=== Records to use ===
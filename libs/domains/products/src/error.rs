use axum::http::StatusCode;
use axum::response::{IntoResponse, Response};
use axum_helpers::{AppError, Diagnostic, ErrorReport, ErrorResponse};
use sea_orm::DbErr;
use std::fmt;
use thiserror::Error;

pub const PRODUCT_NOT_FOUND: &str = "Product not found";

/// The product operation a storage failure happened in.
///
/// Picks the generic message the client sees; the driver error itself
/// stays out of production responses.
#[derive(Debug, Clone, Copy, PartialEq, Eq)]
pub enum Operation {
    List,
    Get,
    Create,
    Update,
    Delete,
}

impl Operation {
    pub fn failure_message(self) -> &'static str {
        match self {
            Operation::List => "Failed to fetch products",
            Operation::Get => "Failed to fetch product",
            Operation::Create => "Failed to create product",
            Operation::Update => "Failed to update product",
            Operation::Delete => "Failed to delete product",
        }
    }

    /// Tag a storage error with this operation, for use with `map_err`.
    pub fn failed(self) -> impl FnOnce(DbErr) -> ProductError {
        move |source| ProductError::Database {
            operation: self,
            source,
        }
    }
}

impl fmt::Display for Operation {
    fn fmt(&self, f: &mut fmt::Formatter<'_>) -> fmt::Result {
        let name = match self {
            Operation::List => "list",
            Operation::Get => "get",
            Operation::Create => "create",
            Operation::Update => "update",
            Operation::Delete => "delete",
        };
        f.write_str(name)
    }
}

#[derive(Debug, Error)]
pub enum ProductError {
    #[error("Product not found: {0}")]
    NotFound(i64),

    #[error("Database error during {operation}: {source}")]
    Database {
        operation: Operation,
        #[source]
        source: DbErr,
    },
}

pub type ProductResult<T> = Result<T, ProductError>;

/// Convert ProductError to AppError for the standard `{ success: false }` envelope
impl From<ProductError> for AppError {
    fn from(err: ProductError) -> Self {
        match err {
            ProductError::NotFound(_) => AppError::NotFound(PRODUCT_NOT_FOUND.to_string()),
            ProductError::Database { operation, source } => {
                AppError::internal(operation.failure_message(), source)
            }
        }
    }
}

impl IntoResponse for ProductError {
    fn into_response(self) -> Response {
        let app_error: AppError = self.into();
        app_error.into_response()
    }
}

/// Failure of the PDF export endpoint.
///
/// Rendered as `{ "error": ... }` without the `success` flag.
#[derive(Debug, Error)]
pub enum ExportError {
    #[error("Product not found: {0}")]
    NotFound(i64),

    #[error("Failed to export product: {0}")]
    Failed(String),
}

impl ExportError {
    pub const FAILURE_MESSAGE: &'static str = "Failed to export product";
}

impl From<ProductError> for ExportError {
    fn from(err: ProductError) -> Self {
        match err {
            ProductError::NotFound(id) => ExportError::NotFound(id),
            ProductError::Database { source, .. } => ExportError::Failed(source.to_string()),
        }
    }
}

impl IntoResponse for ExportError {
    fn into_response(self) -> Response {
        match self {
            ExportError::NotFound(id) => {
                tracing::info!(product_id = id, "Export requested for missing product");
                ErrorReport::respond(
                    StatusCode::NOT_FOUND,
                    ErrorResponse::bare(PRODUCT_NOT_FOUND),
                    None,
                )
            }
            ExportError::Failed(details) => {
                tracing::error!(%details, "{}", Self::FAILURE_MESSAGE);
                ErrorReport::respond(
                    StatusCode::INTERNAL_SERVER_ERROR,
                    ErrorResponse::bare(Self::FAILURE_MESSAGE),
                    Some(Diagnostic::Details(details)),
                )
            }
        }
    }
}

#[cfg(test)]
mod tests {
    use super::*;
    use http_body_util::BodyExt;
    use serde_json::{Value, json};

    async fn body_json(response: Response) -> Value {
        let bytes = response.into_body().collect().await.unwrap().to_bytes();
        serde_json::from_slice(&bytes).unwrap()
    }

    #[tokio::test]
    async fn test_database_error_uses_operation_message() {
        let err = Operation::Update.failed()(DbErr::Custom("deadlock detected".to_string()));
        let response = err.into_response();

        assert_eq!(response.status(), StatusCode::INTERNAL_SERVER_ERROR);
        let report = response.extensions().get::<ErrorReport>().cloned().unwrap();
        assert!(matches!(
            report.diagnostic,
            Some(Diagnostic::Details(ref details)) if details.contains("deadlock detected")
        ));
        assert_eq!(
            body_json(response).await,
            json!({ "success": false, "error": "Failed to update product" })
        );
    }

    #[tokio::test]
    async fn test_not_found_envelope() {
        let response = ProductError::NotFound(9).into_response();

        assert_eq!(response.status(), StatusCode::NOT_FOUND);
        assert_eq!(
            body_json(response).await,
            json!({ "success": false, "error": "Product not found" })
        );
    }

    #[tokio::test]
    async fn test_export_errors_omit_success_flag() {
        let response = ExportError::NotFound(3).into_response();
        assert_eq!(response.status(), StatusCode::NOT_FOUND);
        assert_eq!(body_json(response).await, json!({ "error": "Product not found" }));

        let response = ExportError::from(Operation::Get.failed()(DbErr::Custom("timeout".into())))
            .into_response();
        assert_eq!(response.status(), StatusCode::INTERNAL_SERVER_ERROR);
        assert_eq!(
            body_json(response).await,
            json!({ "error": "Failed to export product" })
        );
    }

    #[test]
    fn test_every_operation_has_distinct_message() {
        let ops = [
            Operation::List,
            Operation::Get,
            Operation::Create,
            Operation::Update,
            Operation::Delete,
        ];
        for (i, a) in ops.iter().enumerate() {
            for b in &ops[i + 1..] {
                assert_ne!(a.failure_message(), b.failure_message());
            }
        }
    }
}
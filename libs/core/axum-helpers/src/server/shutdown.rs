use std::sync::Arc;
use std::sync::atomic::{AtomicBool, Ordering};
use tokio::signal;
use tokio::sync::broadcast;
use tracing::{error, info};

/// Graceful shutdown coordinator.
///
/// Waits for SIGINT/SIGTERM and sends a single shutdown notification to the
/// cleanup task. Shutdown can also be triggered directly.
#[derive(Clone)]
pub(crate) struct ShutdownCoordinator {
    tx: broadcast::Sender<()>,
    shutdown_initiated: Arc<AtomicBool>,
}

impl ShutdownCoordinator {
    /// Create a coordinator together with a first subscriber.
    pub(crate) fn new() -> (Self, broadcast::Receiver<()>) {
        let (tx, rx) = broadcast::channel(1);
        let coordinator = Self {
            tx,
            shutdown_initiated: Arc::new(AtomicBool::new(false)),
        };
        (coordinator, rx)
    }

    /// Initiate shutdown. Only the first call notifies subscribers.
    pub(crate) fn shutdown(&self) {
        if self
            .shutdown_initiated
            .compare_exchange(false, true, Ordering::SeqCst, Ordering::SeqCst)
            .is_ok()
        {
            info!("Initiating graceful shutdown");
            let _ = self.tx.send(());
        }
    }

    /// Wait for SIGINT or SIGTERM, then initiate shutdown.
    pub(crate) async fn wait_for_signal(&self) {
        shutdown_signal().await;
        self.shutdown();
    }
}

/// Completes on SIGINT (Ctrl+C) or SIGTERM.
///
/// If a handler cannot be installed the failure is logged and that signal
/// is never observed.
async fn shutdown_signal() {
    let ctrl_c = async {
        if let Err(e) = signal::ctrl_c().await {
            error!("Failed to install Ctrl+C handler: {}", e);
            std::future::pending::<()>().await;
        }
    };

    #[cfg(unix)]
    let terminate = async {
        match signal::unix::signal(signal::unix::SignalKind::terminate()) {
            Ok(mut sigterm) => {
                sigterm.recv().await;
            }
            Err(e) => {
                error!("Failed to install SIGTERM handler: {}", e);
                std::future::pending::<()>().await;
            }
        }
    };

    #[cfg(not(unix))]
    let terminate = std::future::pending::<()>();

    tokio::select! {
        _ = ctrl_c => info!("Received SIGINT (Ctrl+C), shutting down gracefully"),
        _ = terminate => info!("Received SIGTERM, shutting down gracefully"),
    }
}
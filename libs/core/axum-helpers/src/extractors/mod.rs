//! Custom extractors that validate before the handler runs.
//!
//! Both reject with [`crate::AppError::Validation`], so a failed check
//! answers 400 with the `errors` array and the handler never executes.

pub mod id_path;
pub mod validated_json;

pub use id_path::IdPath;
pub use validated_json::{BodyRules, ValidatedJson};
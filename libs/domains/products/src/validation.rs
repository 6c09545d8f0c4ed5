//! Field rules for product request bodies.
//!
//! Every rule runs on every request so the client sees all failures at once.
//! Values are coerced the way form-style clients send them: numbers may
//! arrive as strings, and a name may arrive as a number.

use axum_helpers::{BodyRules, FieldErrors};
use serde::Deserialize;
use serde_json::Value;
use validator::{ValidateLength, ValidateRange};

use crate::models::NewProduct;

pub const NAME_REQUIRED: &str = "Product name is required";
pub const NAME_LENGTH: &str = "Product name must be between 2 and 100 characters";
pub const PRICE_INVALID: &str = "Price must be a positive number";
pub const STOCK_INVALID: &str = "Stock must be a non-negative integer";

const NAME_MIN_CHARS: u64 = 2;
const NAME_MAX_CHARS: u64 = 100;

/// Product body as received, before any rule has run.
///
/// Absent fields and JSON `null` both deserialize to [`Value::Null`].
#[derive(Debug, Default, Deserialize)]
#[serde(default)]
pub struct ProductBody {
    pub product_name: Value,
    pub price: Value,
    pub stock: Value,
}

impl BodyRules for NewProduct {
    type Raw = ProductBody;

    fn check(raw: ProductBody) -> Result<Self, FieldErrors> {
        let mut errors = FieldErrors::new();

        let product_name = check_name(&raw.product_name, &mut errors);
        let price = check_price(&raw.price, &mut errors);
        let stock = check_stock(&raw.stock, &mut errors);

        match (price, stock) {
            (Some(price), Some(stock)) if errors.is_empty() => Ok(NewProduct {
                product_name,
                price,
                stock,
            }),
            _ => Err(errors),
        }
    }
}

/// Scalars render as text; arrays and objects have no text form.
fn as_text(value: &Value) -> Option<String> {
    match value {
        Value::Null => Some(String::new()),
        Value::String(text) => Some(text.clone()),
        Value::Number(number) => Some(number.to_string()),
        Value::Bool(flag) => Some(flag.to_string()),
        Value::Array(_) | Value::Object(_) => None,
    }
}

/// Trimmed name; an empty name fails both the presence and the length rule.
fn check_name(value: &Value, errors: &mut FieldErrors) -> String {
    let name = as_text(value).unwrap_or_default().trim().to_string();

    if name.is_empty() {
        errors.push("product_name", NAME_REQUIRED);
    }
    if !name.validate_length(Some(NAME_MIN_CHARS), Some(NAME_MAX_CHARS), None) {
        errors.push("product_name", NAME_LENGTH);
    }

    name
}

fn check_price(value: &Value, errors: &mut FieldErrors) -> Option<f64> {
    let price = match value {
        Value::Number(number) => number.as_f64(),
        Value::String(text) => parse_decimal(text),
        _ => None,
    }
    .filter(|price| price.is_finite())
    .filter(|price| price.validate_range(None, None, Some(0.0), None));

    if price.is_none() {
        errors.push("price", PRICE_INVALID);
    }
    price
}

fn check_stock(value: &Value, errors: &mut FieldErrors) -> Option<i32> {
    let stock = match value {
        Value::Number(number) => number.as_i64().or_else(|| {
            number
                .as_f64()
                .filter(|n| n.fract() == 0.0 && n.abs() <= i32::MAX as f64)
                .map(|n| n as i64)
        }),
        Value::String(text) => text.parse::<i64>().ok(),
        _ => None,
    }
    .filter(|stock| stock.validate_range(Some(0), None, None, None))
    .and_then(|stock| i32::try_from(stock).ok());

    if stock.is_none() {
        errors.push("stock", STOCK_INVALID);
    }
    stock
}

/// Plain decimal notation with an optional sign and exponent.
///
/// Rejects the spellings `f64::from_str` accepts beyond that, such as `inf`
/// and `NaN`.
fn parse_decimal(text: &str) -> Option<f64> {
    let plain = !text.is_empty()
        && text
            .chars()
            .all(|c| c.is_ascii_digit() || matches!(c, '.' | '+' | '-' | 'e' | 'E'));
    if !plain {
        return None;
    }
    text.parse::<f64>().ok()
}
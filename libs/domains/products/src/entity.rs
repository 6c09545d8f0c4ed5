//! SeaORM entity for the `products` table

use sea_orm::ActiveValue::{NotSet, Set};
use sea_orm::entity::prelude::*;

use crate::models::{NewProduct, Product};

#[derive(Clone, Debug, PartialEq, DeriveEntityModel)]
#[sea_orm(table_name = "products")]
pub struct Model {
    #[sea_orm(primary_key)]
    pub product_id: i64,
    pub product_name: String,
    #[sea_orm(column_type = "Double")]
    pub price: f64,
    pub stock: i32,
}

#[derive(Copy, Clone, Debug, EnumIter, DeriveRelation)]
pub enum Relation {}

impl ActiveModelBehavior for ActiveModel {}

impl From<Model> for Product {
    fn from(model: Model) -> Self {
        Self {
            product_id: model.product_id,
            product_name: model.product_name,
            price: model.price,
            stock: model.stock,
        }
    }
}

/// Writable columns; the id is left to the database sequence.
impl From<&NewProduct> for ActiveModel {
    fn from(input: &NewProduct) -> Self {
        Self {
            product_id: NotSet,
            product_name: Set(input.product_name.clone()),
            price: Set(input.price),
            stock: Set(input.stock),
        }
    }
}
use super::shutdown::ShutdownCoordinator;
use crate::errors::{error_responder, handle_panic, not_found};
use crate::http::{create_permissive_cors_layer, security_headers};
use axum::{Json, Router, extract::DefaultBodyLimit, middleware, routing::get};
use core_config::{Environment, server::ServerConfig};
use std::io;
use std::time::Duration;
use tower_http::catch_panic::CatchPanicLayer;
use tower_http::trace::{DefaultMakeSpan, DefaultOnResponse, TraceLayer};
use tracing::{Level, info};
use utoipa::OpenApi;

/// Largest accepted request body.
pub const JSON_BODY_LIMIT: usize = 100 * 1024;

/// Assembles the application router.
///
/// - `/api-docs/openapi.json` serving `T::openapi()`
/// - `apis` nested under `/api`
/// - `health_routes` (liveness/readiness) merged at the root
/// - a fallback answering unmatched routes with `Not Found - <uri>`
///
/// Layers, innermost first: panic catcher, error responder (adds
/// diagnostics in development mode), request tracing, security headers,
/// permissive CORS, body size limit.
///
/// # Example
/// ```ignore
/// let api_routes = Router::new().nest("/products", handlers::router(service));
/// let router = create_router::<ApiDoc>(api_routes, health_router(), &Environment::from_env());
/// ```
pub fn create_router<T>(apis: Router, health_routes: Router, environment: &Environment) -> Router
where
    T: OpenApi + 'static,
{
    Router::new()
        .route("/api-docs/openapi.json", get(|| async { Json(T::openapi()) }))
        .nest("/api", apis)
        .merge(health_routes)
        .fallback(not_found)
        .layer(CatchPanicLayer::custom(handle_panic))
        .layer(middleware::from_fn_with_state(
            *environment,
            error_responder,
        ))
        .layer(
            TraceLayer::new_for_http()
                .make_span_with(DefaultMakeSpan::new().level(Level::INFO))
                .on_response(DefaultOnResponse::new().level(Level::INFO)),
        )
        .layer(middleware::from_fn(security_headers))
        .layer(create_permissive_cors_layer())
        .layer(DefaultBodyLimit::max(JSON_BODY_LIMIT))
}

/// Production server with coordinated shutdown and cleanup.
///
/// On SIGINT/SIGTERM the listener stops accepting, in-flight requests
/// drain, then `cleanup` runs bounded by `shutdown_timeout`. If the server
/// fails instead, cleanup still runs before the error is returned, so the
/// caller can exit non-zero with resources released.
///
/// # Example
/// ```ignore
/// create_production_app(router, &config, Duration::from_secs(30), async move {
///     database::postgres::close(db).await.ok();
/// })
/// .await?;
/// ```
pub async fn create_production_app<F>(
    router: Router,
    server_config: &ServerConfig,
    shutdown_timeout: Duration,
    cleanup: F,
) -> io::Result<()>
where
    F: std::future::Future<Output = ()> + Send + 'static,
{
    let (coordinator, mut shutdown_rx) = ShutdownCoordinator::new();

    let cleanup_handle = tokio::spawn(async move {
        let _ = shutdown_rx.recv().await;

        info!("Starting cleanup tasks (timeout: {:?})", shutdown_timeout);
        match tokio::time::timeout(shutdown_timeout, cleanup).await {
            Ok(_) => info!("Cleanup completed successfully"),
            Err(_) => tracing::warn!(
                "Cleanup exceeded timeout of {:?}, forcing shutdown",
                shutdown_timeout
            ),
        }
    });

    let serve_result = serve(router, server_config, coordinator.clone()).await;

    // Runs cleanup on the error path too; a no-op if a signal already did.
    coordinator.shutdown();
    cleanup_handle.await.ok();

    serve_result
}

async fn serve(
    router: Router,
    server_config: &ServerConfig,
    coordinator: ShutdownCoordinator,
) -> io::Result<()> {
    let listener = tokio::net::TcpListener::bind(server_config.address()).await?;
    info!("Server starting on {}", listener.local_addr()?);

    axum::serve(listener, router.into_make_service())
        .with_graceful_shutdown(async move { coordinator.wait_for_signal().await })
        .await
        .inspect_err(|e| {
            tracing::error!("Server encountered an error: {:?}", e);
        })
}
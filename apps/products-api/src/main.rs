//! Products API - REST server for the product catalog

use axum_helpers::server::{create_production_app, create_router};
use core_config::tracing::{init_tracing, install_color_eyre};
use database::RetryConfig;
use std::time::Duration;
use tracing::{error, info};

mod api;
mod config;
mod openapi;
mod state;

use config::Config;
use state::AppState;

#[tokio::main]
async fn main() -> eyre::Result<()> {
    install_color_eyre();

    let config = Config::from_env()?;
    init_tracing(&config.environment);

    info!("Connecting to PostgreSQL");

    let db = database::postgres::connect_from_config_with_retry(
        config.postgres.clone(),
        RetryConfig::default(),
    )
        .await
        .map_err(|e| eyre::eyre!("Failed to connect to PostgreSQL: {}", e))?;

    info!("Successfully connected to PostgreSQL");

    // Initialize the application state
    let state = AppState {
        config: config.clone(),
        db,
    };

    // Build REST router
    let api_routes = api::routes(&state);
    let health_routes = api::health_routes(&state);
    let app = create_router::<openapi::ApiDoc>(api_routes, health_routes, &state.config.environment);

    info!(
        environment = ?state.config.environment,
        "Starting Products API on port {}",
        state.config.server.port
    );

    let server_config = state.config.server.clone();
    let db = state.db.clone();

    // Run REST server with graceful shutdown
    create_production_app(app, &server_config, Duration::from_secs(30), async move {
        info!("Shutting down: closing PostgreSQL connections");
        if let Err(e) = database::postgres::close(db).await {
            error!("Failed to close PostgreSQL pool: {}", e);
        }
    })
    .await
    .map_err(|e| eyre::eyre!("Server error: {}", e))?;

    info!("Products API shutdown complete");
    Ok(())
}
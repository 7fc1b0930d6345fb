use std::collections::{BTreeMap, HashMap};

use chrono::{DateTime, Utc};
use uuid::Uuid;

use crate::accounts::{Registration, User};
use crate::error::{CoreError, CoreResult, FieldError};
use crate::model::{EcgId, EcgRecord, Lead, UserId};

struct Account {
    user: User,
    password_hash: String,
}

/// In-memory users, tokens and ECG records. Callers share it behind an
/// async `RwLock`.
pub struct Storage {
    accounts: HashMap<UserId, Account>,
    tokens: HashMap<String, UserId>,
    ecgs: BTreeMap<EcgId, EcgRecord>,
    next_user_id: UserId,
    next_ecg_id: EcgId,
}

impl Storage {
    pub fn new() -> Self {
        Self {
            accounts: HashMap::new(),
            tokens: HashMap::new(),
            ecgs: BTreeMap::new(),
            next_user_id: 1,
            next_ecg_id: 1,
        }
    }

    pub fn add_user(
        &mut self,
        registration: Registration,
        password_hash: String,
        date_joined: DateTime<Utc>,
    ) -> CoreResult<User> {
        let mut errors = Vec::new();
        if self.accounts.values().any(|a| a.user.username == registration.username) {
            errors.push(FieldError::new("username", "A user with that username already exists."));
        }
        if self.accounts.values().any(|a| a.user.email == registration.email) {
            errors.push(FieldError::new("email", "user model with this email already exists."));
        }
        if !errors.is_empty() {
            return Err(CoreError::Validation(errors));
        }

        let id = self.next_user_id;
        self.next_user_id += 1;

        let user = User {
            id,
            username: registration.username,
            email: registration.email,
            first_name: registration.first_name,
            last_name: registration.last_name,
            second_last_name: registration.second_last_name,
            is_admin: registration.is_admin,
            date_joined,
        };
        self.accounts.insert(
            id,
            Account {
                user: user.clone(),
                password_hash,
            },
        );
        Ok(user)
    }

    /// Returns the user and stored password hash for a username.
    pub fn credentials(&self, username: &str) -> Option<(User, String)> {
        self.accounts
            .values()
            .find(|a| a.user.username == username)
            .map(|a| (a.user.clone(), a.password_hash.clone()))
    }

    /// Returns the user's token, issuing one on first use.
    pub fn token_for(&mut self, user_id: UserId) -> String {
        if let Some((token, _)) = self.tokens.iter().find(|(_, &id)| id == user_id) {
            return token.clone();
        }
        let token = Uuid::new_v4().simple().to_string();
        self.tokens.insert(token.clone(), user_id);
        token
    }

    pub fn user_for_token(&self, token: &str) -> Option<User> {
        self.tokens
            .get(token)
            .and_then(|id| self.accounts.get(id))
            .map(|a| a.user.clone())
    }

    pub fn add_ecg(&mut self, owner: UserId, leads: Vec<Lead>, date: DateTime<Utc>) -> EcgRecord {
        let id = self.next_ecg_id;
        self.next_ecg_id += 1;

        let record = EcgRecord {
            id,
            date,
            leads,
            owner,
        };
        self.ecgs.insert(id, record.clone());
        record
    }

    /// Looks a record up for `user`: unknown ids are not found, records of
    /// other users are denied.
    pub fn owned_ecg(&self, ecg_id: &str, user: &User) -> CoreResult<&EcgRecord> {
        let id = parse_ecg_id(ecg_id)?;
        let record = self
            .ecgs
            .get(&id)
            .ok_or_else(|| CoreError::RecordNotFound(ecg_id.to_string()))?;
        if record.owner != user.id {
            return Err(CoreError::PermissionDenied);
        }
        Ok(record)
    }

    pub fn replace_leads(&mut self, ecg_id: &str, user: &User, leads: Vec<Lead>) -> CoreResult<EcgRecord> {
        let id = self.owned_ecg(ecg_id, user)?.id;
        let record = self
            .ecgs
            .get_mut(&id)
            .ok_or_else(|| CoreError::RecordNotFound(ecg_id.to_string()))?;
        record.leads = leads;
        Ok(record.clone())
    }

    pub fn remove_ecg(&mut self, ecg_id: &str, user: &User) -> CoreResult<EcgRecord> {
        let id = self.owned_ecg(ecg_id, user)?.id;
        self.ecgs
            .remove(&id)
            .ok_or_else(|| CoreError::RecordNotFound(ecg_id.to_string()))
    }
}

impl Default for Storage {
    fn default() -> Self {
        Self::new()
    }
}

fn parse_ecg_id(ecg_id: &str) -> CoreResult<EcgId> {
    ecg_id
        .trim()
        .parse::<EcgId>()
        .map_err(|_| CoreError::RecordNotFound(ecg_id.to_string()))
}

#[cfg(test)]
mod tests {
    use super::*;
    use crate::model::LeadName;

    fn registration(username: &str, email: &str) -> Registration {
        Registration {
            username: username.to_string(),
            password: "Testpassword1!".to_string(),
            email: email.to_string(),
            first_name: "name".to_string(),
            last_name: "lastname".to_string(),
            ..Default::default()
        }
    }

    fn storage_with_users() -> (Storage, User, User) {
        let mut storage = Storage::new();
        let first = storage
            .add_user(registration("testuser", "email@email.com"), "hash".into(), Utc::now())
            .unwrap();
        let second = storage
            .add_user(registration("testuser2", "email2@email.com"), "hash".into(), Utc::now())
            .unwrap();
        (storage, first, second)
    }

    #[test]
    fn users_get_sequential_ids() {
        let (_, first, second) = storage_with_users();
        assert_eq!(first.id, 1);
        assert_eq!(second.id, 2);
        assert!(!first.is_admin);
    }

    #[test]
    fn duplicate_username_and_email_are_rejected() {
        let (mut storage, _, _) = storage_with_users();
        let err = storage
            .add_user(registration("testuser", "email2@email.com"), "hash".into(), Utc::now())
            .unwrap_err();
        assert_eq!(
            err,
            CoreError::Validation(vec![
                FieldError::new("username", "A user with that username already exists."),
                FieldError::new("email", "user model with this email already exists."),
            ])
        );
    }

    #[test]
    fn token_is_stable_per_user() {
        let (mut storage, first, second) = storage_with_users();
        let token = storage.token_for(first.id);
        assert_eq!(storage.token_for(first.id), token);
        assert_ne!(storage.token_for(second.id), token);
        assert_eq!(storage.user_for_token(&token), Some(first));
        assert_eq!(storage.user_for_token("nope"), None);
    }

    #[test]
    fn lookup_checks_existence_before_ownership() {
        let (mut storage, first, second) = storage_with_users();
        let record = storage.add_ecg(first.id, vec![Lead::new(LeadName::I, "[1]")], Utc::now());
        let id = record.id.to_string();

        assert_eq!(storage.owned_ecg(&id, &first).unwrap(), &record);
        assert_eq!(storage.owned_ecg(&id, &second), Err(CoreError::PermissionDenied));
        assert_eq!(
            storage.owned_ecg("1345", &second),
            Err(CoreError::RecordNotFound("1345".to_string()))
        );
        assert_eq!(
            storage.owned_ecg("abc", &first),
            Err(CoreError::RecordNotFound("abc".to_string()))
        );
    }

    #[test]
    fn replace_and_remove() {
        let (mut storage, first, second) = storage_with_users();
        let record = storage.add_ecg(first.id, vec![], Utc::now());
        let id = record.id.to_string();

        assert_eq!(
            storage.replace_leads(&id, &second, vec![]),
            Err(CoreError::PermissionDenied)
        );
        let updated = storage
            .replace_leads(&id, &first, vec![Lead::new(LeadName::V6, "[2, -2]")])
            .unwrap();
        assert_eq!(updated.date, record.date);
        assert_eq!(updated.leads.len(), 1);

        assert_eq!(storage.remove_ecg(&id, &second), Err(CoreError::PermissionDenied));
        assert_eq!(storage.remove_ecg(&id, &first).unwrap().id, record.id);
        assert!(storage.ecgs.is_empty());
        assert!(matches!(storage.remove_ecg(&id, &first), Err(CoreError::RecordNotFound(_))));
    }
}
===
Aim of the task:
Among the records above, repeat exactly the line with "a failed check", the line with "them: numbers may", and every line in between, and only those.

Output below:
//! Both reject with [`crate::AppError::Validation`], so a failed check
//! answers 400 with the `errors` array and the handler never executes.

pub mod id_path;
pub mod validated_json;

pub use id_path::IdPath;
pub use validated_json::{BodyRules, ValidatedJson};
filename libs/domains/products/src/validation.rs
repository 6c09545d8f0c4ed5
//! Field rules for product request bodies.
//!
//! Every rule runs on every request so the client sees all failures at once.
//! Values are coerced the way form-style clients send them: numbers may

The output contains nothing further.